# Got a question, table or cut up and make calls



## greenleecustomcalls (Dec 16, 2016)

Ok found this stump today in a trash pile, I already cut one up (Oak Stump smaller than this one) and made two really nice Duck whistle (pics to come when I get the finish on them) and some blanks left over for some other things, Anyway, my question, Do I cut this up and make call blanks, or do you think it will make a nice (But heavy) Table base, I am thinking a Mount base for taxidermy, maybe a call stand. etc. Just looking for some ideas before I cut it up. Going to pressure wash it tomorrow see what it looks like.

Reactions: Way Cool 1


----------



## ripjack13 (Dec 16, 2016)

I like the idea of a mount.....

Reactions: Agree 2


----------



## Tony (Dec 16, 2016)

Second that!

Reactions: Like 1


----------



## greenleecustomcalls (Dec 16, 2016)

I was thinking of using it as a pestle for a deer or something like that, or some sort of duck mount still thinking on this,  is that what you guys were thinking

Reactions: Agree 1


----------



## Lou Currier (Dec 16, 2016)

Lots of possibilities!


----------



## ripjack13 (Dec 17, 2016)

Too small for deer. Maybe do 2 ducks.....


----------



## greenleecustomcalls (Dec 17, 2016)

Yeah that is what i was thinking ripjack , just a little short for a deer mount, but a bunch of wood ducks would look kewl, got it pressure washed today, seem to hold up better than I though under water pressure, so that's where im at now.
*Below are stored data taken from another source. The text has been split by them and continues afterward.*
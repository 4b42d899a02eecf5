//! Plan execution: correlation indexes, lateral top-N selection, join
//! fan-out, and projection.

mod correlation;
mod join;
mod lateral;
mod projection;


use crate::{
    db::{query::plan::ExecutablePlan, response::JoinResult, store::RowSource},
    error::InternalError,
    obs::sink::{MetricsEvent, record},
    value::natural_cmp,
};
use correlation::CorrelationIndex;
use join::{PreparedJoin, join_base_row};
use projection::project;

// re-exports
pub use correlation::key_of;
pub use lateral::Comparator;

///
/// JoinExecutor
///
/// Runs an [`ExecutablePlan`] against a borrowed row source.
/// Single pass; any failure aborts the query with no partial result.
///

pub struct JoinExecutor<'s, S: RowSource + ?Sized> {
    source: &'s S,
    debug: bool,
    comparator: Comparator,
}

impl<'s, S: RowSource + ?Sized> JoinExecutor<'s, S> {
    #[must_use]
    pub const fn new(source: &'s S, debug: bool) -> Self {
        Self {
            source,
            debug,
            comparator: natural_cmp,
        }
    }

    /// Replace the order-key comparator; nulls still sort last.
    #[must_use]
    pub const fn with_comparator(mut self, comparator: Comparator) -> Self {
        self.comparator = comparator;
        self
    }

    fn debug_log(&self, s: impl AsRef<str>) {
        if self.debug {
            tracing::debug!(target: "lateraldb::executor", "{}", s.as_ref());
        }
    }

    pub fn execute(&self, plan: &ExecutablePlan) -> Result<JoinResult, InternalError> {
        let root = plan.root();
        let entity_path = root.model.path;
        record(MetricsEvent::QueryStart { entity_path });

        if self.debug {
            self.debug_log(format!(
                "query {} on '{}' ({} joins)",
                plan.fingerprint(),
                root.model.entity_name,
                plan.joins.len()
            ));
        }

        let base_rows = self.source.rows_for(root.model.entity_name)?;
        record(MetricsEvent::RowsScanned {
            entity_path,
            rows_scanned: base_rows.len() as u64,
        });

        let joins = plan
            .joins
            .iter()
            .map(|step| {
                let rows = self.source.rows_for(step.subplan.entity.entity_name)?;
                record(MetricsEvent::RowsScanned {
                    entity_path: step.subplan.entity.path,
                    rows_scanned: rows.len() as u64,
                });

                let index = CorrelationIndex::build(rows, step.subplan.correlation_index)?;
                self.debug_log(format!(
                    "join '{}' indexed {} rows in {} groups",
                    step.alias,
                    rows.len(),
                    index.group_count()
                ));

                Ok(PreparedJoin { step, index })
            })
            .collect::<Result<Vec<_>, InternalError>>()?;

        let mut rows = Vec::new();
        for base in base_rows {
            for binding in join_base_row(base, plan.slots.len(), &joins, self.comparator)? {
                rows.push(project(&binding, &plan.projection)?);
            }
        }

        self.debug_log(format!(
            "query on '{}' emitted {} rows from {} base rows",
            root.model.entity_name,
            rows.len(),
            base_rows.len()
        ));
        record(MetricsEvent::QueryFinish {
            entity_path,
            rows_emitted: rows.len() as u64,
        });

        Ok(JoinResult {
            columns: plan.columns(),
            rows,
        })
    }
}
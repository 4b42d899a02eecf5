use std::fmt;

///
/// EntityFieldModel
/// Runtime field metadata used by planning and validation.
///

#[derive(Debug)]
pub struct EntityFieldModel {
    /// Field name as used in join specs and projections.
    pub name: &'static str,
    /// Runtime type shape.
    pub kind: FieldKind,
    /// Whether the field may hold `Value::Null`.
    pub nullable: bool,
}

impl EntityFieldModel {
    #[must_use]
    pub const fn new(name: &'static str, kind: FieldKind) -> Self {
        Self {
            name,
            kind,
            nullable: false,
        }
    }

    #[must_use]
    pub const fn nullable(name: &'static str, kind: FieldKind) -> Self {
        Self {
            name,
            kind,
            nullable: true,
        }
    }
}

///
/// FieldKind
///
/// Scalar type surface understood by the planner; aligned with `Value`.
///

#[derive(Clone, Copy, Debug, Eq, Hash, PartialEq)]
pub enum FieldKind {
    Bool,
    Int,
    Uint,
    Decimal,
    Date,
    Text,
}

impl FieldKind {
    #[must_use]
    pub const fn is_numeric(self) -> bool {
        matches!(self, Self::Int | Self::Uint | Self::Decimal)
    }

    /// Whether values of the two kinds have a natural ordering between them.
    #[must_use]
    pub fn is_comparable_with(self, other: Self) -> bool {
        self == other || (self.is_numeric() && other.is_numeric())
    }
}

impl fmt::Display for FieldKind {
    fn fmt(&self, f: &mut fmt::Formatter<'_>) -> fmt::Result {
        let label = match self {
            Self::Bool => "bool",
            Self::Int => "int",
            Self::Uint => "uint",
            Self::Decimal => "decimal",
            Self::Date => "date",
            Self::Text => "text",
        };
        write!(f, "{label}")
    }
}
use crate::{traits::FieldValue, value::Value};
use derive_more::{Add, AddAssign, Sub, SubAssign};
use serde::{Deserialize, Serialize};
use std::fmt::{self, Debug, Display};
use time::{Date as TimeDate, Duration as TimeDuration, Month};

///
/// Date
///
/// Calendar date stored as whole days since 1970-01-01.
///

#[derive(
    Add,
    AddAssign,
    Clone,
    Copy,
    Default,
    Deserialize,
    Eq,
    PartialEq,
    Hash,
    Ord,
    PartialOrd,
    Serialize,
    Sub,
    SubAssign,
)]
#[repr(transparent)]
#[serde(transparent)]
pub struct Date(i32);

impl Date {
    const fn epoch_date() -> TimeDate {
        // Safe: constant valid date
        match TimeDate::from_calendar_date(1970, Month::January, 1) {
            Ok(d) => d,
            Err(_) => unreachable!(),
        }
    }

    /// Build a date from calendar parts; `None` when the parts are invalid.
    #[must_use]
    pub fn new_checked(y: i32, m: u8, d: u8) -> Option<Self> {
        let month = Month::try_from(m).ok()?;
        let date = TimeDate::from_calendar_date(y, month, d).ok()?;
        Some(Self::from_time_date(date))
    }

    /// Returns the year component (e.g. 2025)
    #[must_use]
    pub fn year(self) -> i32 {
        self.to_time_date().year()
    }

    /// Returns the month component (1–12)
    #[must_use]
    pub fn month(self) -> u8 {
        self.to_time_date().month().into()
    }

    /// Returns the day-of-month component (1–31)
    #[must_use]
    pub fn day(self) -> u8 {
        self.to_time_date().day()
    }

    /// Shift by a signed number of days, saturating at the representable range.
    #[must_use]
    pub const fn add_days(self, days: i32) -> Self {
        Self(self.0.saturating_add(days))
    }

    /// Shift by whole calendar months, clamping the day to the target month.
    #[must_use]
    pub fn add_months(self, months: i32) -> Self {
        let date = self.to_time_date();
        let month_index = i32::from(u8::from(date.month())) - 1 + months;
        let year = date.year() + month_index.div_euclid(12);
        let Some(month) = u8::try_from(month_index.rem_euclid(12) + 1)
            .ok()
            .and_then(|m| Month::try_from(m).ok())
        else {
            return self;
        };

        (1..=date.day())
            .rev()
            .find_map(|day| TimeDate::from_calendar_date(year, month, day).ok())
            .map_or(self, Self::from_time_date)
    }

    #[expect(clippy::cast_possible_truncation)]
    fn from_time_date(date: TimeDate) -> Self {
        let epoch = Self::epoch_date();
        let days = (date - epoch).whole_days();
        Self(days as i32)
    }

    fn to_time_date(self) -> TimeDate {
        let epoch = Self::epoch_date();
        let delta = TimeDuration::days(self.0.into());
        epoch.checked_add(delta).unwrap_or({
            if self.0 >= 0 {
                TimeDate::MAX
            } else {
                TimeDate::MIN
            }
        })
    }
}

impl Debug for Date {
    fn fmt(&self, f: &mut fmt::Formatter<'_>) -> fmt::Result {
        write!(f, "Date({self})")
    }
}

impl Display for Date {
    fn fmt(&self, f: &mut fmt::Formatter<'_>) -> fmt::Result {
        let d = self.to_time_date();
        let month: u8 = d.month().into();
        write!(f, "{:04}-{:02}-{:02}", d.year(), month, d.day())
    }
}

impl FieldValue for Date {
    fn to_value(&self) -> Value {
        Value::Date(*self)
    }

    fn from_value(value: &Value) -> Option<Self> {
        match value {
            Value::Date(v) => Some(*v),
            _ => None,
        }
    }
}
Could always make it a call stand with wood ducks as well. just a thought

Reactions: Like 1


----------



## ripjack13 (Dec 17, 2016)

Well...make sure you take plenty of pics of the process. We all love to see how things are made.
And of course, the final outcome.

Reactions: Agree 1


----------



## greenleecustomcalls (Dec 18, 2016)

I will don't know how long it will take but I will take pics


----------



## greenleecustomcalls (Dec 21, 2016)

Have not done anything expect pressure what the stump its still in the back on my truck. But here are three oak Root burl Whistles I made from the other oak stump. The grain is nice and was really hard to turn.

Reactions: Like 1 | +Karma 1


----------